# Exercise prompt
Whatever the records say, give every one of them again exactly.

# Material shown
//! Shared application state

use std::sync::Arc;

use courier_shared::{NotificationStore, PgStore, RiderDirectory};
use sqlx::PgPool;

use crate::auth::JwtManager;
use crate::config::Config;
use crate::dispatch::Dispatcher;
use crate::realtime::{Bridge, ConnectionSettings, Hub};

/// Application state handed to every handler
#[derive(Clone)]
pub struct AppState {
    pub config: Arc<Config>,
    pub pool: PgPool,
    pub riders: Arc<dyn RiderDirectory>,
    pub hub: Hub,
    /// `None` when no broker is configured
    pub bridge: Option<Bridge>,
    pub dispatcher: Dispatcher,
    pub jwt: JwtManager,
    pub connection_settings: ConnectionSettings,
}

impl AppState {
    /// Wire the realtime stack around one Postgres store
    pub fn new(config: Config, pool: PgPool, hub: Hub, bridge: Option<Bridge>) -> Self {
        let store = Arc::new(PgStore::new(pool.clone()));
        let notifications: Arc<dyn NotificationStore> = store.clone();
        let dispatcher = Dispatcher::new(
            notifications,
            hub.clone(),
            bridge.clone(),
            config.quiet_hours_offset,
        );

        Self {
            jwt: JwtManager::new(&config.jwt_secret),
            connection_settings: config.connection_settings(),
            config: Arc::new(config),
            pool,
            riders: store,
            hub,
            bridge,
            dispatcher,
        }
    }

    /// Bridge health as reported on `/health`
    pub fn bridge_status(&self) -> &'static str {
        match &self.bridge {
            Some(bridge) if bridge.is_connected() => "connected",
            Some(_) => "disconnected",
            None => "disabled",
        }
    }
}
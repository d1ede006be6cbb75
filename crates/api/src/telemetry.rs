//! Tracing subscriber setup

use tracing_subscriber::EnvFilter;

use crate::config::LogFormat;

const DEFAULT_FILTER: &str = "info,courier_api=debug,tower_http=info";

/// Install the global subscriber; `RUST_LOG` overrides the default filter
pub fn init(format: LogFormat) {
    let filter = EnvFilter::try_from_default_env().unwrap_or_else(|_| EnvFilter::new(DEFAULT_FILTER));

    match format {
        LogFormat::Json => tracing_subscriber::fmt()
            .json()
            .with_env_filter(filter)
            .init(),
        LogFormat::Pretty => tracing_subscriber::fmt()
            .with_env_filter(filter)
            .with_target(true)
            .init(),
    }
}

# Solution for this problem
//! Shared application state

use std::sync::Arc;

use courier_shared::{NotificationStore, PgStore, RiderDirectory};
use sqlx::PgPool;

use crate::auth::JwtManager;
use crate::config::Config;
use crate::dispatch::Dispatcher;
use crate::realtime::{Bridge, ConnectionSettings, Hub};

/// Application state handed to every handler
#[derive(Clone)]
pub struct AppState {
    pub config: Arc<Config>,
    pub pool: PgPool,
    pub riders: Arc<dyn RiderDirectory>,
    pub hub: Hub,
    /// `None` when no broker is configured
    pub bridge: Option<Bridge>,
    pub dispatcher: Dispatcher,
    pub jwt: JwtManager,
    pub connection_settings: ConnectionSettings,
}

impl AppState {
    /// Wire the realtime stack around one Postgres store
    pub fn new(config: Config, pool: PgPool, hub: Hub, bridge: Option<Bridge>) -> Self {
        let store = Arc::new(PgStore::new(pool.clone()));
        let notifications: Arc<dyn NotificationStore> = store.clone();
        let dispatcher = Dispatcher::new(
            notifications,
            hub.clone(),
            bridge.clone(),
            config.quiet_hours_offset,
        );

        Self {
            jwt: JwtManager::new(&config.jwt_secret),
            connection_settings: config.connection_settings(),
            config: Arc::new(config),
            pool,
            riders: store,
            hub,
            bridge,
            dispatcher,
        }
    }

    /// Bridge health as reported on `/health`
    pub fn bridge_status(&self) -> &'static str {
        match &self.bridge {
            Some(bridge) if bridge.is_connected() => "connected",
            Some(_) => "disconnected",
            None => "disabled",
        }
    }
}
repository d1ede006be6cbb75
filename crates/api/src/telemetry.rs
//! Tracing subscriber setup

use tracing_subscriber::EnvFilter;

use crate::config::LogFormat;

const DEFAULT_FILTER: &str = "info,courier_api=debug,tower_http=info";

/// Install the global subscriber; `RUST_LOG` overrides the default filter
pub fn init(format: LogFormat) {
    let filter = EnvFilter::try_from_default_env().unwrap_or_else(|_| EnvFilter::new(DEFAULT_FILTER));

    match format {
        LogFormat::Json => tracing_subscriber::fmt()
            .json()
            .with_env_filter(filter)
            .init(),
        LogFormat::Pretty => tracing_subscriber::fmt()
            .with_env_filter(filter)
            .with_target(true)
            .init(),
    }
}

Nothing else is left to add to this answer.